(EXTRACTED INFORMATION)
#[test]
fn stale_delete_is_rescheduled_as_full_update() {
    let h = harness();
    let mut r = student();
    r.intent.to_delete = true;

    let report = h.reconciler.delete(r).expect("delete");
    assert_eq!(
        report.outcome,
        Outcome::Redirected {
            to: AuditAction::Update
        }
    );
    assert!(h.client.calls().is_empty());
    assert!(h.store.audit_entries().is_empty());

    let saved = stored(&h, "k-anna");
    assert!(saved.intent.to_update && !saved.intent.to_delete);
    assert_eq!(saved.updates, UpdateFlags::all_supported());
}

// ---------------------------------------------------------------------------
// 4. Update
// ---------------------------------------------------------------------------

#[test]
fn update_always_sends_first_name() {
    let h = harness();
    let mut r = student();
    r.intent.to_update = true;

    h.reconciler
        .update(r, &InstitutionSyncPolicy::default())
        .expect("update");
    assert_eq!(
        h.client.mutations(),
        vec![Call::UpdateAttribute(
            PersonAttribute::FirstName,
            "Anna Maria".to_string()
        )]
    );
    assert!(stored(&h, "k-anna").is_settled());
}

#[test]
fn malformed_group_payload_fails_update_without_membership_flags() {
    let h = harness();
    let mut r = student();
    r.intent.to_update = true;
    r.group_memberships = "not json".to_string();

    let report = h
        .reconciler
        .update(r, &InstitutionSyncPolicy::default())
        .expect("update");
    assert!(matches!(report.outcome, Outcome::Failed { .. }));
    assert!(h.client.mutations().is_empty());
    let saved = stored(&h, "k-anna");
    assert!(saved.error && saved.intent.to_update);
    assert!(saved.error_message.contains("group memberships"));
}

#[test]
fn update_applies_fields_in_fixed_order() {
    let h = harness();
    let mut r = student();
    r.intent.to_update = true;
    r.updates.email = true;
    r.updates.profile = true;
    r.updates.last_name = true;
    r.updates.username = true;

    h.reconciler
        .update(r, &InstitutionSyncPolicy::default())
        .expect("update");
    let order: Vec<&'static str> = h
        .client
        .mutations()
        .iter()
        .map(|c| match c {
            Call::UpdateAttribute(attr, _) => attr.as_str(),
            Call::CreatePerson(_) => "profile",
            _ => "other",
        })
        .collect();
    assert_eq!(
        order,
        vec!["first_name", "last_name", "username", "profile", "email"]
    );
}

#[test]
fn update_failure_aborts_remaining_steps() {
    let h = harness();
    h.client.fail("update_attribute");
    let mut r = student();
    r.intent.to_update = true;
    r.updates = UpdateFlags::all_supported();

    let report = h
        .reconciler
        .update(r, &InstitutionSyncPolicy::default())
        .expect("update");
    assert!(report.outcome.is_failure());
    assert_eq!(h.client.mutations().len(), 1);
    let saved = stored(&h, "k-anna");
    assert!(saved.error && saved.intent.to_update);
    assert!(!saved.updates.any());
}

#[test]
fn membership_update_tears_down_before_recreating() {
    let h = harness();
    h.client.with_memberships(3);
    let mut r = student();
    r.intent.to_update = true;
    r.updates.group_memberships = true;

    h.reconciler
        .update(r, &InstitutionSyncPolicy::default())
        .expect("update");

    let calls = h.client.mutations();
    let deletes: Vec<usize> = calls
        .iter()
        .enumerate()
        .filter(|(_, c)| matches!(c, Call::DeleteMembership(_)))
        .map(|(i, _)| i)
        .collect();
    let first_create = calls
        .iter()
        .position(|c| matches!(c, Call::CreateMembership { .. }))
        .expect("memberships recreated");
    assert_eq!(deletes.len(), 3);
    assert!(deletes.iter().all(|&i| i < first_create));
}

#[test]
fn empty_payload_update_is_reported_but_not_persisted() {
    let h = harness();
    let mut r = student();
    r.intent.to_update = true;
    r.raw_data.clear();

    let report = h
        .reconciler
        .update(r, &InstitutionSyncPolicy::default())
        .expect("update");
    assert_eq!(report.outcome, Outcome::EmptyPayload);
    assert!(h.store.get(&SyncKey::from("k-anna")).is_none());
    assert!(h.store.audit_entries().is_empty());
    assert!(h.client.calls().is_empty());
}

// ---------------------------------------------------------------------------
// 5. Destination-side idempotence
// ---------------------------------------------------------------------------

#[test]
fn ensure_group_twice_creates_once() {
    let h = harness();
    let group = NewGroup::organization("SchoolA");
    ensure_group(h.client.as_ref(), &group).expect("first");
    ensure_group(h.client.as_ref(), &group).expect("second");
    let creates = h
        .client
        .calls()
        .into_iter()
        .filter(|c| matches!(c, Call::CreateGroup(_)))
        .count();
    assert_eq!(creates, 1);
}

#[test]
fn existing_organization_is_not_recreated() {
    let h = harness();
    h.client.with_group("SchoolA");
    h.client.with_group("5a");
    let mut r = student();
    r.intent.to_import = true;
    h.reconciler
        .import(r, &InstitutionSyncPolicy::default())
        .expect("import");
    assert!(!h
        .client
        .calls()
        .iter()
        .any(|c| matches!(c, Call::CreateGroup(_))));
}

(WORK REQUEST)
Nothing in the listing may be left out; repeat it all exactly.

(TASK RESPONSE)
#[test]
fn stale_delete_is_rescheduled_as_full_update() {
    let h = harness();
    let mut r = student();
    r.intent.to_delete = true;

    let report = h.reconciler.delete(r).expect("delete");
    assert_eq!(
        report.outcome,
        Outcome::Redirected {
            to: AuditAction::Update
        }
    );
    assert!(h.client.calls().is_empty());
    assert!(h.store.audit_entries().is_empty());

    let saved = stored(&h, "k-anna");
    assert!(saved.intent.to_update && !saved.intent.to_delete);
    assert_eq!(saved.updates, UpdateFlags::all_supported());
}

// ---------------------------------------------------------------------------
// 4. Update
// ---------------------------------------------------------------------------

#[test]
fn update_always_sends_first_name() {
    let h = harness();
    let mut r = student();
    r.intent.to_update = true;

    h.reconciler
        .update(r, &InstitutionSyncPolicy::default())
        .expect("update");
    assert_eq!(
        h.client.mutations(),
        vec![Call::UpdateAttribute(
            PersonAttribute::FirstName,
            "Anna Maria".to_string()
        )]
    );
    assert!(stored(&h, "k-anna").is_settled());
}

#[test]
fn malformed_group_payload_fails_update_without_membership_flags() {
    let h = harness();
    let mut r = student();
    r.intent.to_update = true;
    r.group_memberships = "not json".to_string();

    let report = h
        .reconciler
        .update(r, &InstitutionSyncPolicy::default())
        .expect("update");
    assert!(matches!(report.outcome, Outcome::Failed { .. }));
    assert!(h.client.mutations().is_empty());
    let saved = stored(&h, "k-anna");
    assert!(saved.error && saved.intent.to_update);
    assert!(saved.error_message.contains("group memberships"));
}

#[test]
fn update_applies_fields_in_fixed_order() {
    let h = harness();
    let mut r = student();
    r.intent.to_update = true;
    r.updates.email = true;
    r.updates.profile = true;
    r.updates.last_name = true;
    r.updates.username = true;

    h.reconciler
        .update(r, &InstitutionSyncPolicy::default())
        .expect("update");
    let order: Vec<&'static str> = h
        .client
        .mutations()
        .iter()
        .map(|c| match c {
            Call::UpdateAttribute(attr, _) => attr.as_str(),
            Call::CreatePerson(_) => "profile",
            _ => "other",
        })
        .collect();
    assert_eq!(
        order,
        vec!["first_name", "last_name", "username", "profile", "email"]
    );
}

#[test]
fn update_failure_aborts_remaining_steps() {
    let h = harness();
    h.client.fail("update_attribute");
    let mut r = student();
    r.intent.to_update = true;
    r.updates = UpdateFlags::all_supported();

    let report = h
        .reconciler
        .update(r, &InstitutionSyncPolicy::default())
        .expect("update");
    assert!(report.outcome.is_failure());
    assert_eq!(h.client.mutations().len(), 1);
    let saved = stored(&h, "k-anna");
    assert!(saved.error && saved.intent.to_update);
    assert!(!saved.updates.any());
}

#[test]
fn membership_update_tears_down_before_recreating() {
    let h = harness();
    h.client.with_memberships(3);
    let mut r = student();
    r.intent.to_update = true;
    r.updates.group_memberships = true;

    h.reconciler
        .update(r, &InstitutionSyncPolicy::default())
        .expect("update");

    let calls = h.client.mutations();
    let deletes: Vec<usize> = calls
        .iter()
        .enumerate()
        .filter(|(_, c)| matches!(c, Call::DeleteMembership(_)))
        .map(|(i, _)| i)
        .collect();
    let first_create = calls
        .iter()
        .position(|c| matches!(c, Call::CreateMembership { .. }))
        .expect("memberships recreated");
    assert_eq!(deletes.len(), 3);
    assert!(deletes.iter().all(|&i| i < first_create));
}

#[test]
fn empty_payload_update_is_reported_but_not_persisted() {
    let h = harness();
    let mut r = student();
    r.intent.to_update = true;
    r.raw_data.clear();

    let report = h
        .reconciler
        .update(r, &InstitutionSyncPolicy::default())
        .expect("update");
    assert_eq!(report.outcome, Outcome::EmptyPayload);
    assert!(h.store.get(&SyncKey::from("k-anna")).is_none());
    assert!(h.store.audit_entries().is_empty());
    assert!(h.client.calls().is_empty());
}

// ---------------------------------------------------------------------------
// 5. Destination-side idempotence
// ---------------------------------------------------------------------------

#[test]
fn ensure_group_twice_creates_once() {
    let h = harness();
    let group = NewGroup::organization("SchoolA");
    ensure_group(h.client.as_ref(), &group).expect("first");
    ensure_group(h.client.as_ref(), &group).expect("second");
    let creates = h
        .client
        .calls()
        .into_iter()
        .filter(|c| matches!(c, Call::CreateGroup(_)))
        .count();
    assert_eq!(creates, 1);
}

#[test]
fn existing_organization_is_not_recreated() {
    let h = harness();
    h.client.with_group("SchoolA");
    h.client.with_group("5a");
    let mut r = student();
    r.intent.to_import = true;
    h.reconciler
        .import(r, &InstitutionSyncPolicy::default())
        .expect("import");
    assert!(!h
        .client
        .calls()
        .iter()
        .any(|c| matches!(c, Call::CreateGroup(_))));
}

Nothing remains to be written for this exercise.